Work task
Please output each line of the data exactly as it appears.

Data in this exercise section start

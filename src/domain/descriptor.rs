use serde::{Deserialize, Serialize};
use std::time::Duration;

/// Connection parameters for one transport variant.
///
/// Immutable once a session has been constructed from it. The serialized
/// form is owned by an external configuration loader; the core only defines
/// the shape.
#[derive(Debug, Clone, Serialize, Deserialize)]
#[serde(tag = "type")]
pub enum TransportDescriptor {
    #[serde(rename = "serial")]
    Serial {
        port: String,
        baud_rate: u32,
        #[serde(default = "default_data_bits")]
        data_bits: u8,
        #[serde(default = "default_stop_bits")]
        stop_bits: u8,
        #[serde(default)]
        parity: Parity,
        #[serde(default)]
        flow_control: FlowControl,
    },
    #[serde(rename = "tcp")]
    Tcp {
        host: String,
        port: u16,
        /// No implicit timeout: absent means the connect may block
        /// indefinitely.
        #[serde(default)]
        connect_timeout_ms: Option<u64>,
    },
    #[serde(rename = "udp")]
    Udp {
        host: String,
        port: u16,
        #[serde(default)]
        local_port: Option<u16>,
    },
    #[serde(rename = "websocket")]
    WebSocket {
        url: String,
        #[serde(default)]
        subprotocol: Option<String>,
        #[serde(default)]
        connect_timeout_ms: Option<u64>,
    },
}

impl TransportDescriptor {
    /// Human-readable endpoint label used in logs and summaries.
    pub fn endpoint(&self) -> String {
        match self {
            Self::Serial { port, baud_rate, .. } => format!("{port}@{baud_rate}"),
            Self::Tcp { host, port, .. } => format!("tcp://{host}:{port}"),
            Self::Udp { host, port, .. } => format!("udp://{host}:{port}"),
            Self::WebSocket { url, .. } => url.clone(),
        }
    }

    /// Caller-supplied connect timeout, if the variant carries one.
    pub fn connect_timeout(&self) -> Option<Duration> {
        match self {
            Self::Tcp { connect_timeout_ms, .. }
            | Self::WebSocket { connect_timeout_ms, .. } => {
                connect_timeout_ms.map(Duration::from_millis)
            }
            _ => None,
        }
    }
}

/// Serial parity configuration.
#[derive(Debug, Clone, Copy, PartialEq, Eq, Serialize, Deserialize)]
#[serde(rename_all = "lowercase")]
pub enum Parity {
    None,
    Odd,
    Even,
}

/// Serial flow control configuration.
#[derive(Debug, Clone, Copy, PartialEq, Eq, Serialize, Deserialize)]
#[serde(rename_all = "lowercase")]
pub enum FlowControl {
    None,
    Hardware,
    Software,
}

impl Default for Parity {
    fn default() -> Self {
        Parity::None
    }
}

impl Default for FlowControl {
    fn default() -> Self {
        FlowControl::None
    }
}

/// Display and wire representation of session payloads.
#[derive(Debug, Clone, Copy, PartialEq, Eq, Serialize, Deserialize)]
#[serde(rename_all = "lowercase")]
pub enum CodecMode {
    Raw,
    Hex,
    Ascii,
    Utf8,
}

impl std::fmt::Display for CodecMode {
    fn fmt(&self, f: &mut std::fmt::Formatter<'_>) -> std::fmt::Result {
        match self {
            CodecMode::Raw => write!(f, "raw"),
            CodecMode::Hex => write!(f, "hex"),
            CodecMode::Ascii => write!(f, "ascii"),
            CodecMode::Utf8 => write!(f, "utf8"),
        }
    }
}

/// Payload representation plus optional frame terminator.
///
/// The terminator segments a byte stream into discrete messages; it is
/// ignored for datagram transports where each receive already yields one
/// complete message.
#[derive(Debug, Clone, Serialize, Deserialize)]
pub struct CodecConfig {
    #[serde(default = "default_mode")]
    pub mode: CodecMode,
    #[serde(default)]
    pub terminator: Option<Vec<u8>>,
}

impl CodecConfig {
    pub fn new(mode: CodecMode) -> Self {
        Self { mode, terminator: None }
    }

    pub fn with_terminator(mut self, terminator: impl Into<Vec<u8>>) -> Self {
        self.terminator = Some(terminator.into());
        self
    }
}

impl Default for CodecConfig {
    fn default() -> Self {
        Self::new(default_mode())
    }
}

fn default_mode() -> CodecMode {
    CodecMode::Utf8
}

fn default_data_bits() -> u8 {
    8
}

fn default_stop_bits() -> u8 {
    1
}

Data in this exercise section end

Output of the exercise
filename src/domain/descriptor.rs
use serde::{Deserialize, Serialize};
use std::time::Duration;

/// Connection parameters for one transport variant.
///
/// Immutable once a session has been constructed from it. The serialized
/// form is owned by an external configuration loader; the core only defines
/// the shape.
#[derive(Debug, Clone, Serialize, Deserialize)]
#[serde(tag = "type")]
pub enum TransportDescriptor {
    #[serde(rename = "serial")]
    Serial {
        port: String,
        baud_rate: u32,
        #[serde(default = "default_data_bits")]
        data_bits: u8,
        #[serde(default = "default_stop_bits")]
        stop_bits: u8,
        #[serde(default)]
        parity: Parity,
        #[serde(default)]
        flow_control: FlowControl,
    },
    #[serde(rename = "tcp")]
    Tcp {
        host: String,
        port: u16,
        /// No implicit timeout: absent means the connect may block
        /// indefinitely.
        #[serde(default)]
        connect_timeout_ms: Option<u64>,
    },
    #[serde(rename = "udp")]
    Udp {
        host: String,
        port: u16,
        #[serde(default)]
        local_port: Option<u16>,
    },
    #[serde(rename = "websocket")]
    WebSocket {
        url: String,
        #[serde(default)]
        subprotocol: Option<String>,
        #[serde(default)]
        connect_timeout_ms: Option<u64>,
    },
}

impl TransportDescriptor {
    /// Human-readable endpoint label used in logs and summaries.
    pub fn endpoint(&self) -> String {
        match self {
            Self::Serial { port, baud_rate, .. } => format!("{port}@{baud_rate}"),
            Self::Tcp { host, port, .. } => format!("tcp://{host}:{port}"),
            Self::Udp { host, port, .. } => format!("udp://{host}:{port}"),
            Self::WebSocket { url, .. } => url.clone(),
        }
    }

    /// Caller-supplied connect timeout, if the variant carries one.
    pub fn connect_timeout(&self) -> Option<Duration> {
        match self {
            Self::Tcp { connect_timeout_ms, .. }
            | Self::WebSocket { connect_timeout_ms, .. } => {
                connect_timeout_ms.map(Duration::from_millis)
            }
            _ => None,
        }
    }
}

/// Serial parity configuration.
#[derive(Debug, Clone, Copy, PartialEq, Eq, Serialize, Deserialize)]
#[serde(rename_all = "lowercase")]
pub enum Parity {
    None,
    Odd,
    Even,
}

/// Serial flow control configuration.
#[derive(Debug, Clone, Copy, PartialEq, Eq, Serialize, Deserialize)]
#[serde(rename_all = "lowercase")]
pub enum FlowControl {
    None,
    Hardware,
    Software,
}

impl Default for Parity {
    fn default() -> Self {
        Parity::None
    }
}

impl Default for FlowControl {
    fn default() -> Self {
        FlowControl::None
    }
}

/// Display and wire representation of session payloads.
#[derive(Debug, Clone, Copy, PartialEq, Eq, Serialize, Deserialize)]
#[serde(rename_all = "lowercase")]
pub enum CodecMode {
    Raw,
    Hex,
    Ascii,
    Utf8,
}

impl std::fmt::Display for CodecMode {
    fn fmt(&self, f: &mut std::fmt::Formatter<'_>) -> std::fmt::Result {
        match self {
            CodecMode::Raw => write!(f, "raw"),
            CodecMode::Hex => write!(f, "hex"),
            CodecMode::Ascii => write!(f, "ascii"),
            CodecMode::Utf8 => write!(f, "utf8"),
        }
    }
}

/// Payload representation plus optional frame terminator.
///
/// The terminator segments a byte stream into discrete messages; it is
/// ignored for datagram transports where each receive already yields one
/// complete message.
#[derive(Debug, Clone, Serialize, Deserialize)]
pub struct CodecConfig {
    #[serde(default = "default_mode")]
    pub mode: CodecMode,
    #[serde(default)]
    pub terminator: Option<Vec<u8>>,
}

impl CodecConfig {
    pub fn new(mode: CodecMode) -> Self {
        Self { mode, terminator: None }
    }

    pub fn with_terminator(mut self, terminator: impl Into<Vec<u8>>) -> Self {
        self.terminator = Some(terminator.into());
        self
    }
}

impl Default for CodecConfig {
    fn default() -> Self {
        Self::new(default_mode())
    }
}

fn default_mode() -> CodecMode {
    CodecMode::Utf8
}

fn default_data_bits() -> u8 {
    8
}

fn default_stop_bits() -> u8 {
    1
}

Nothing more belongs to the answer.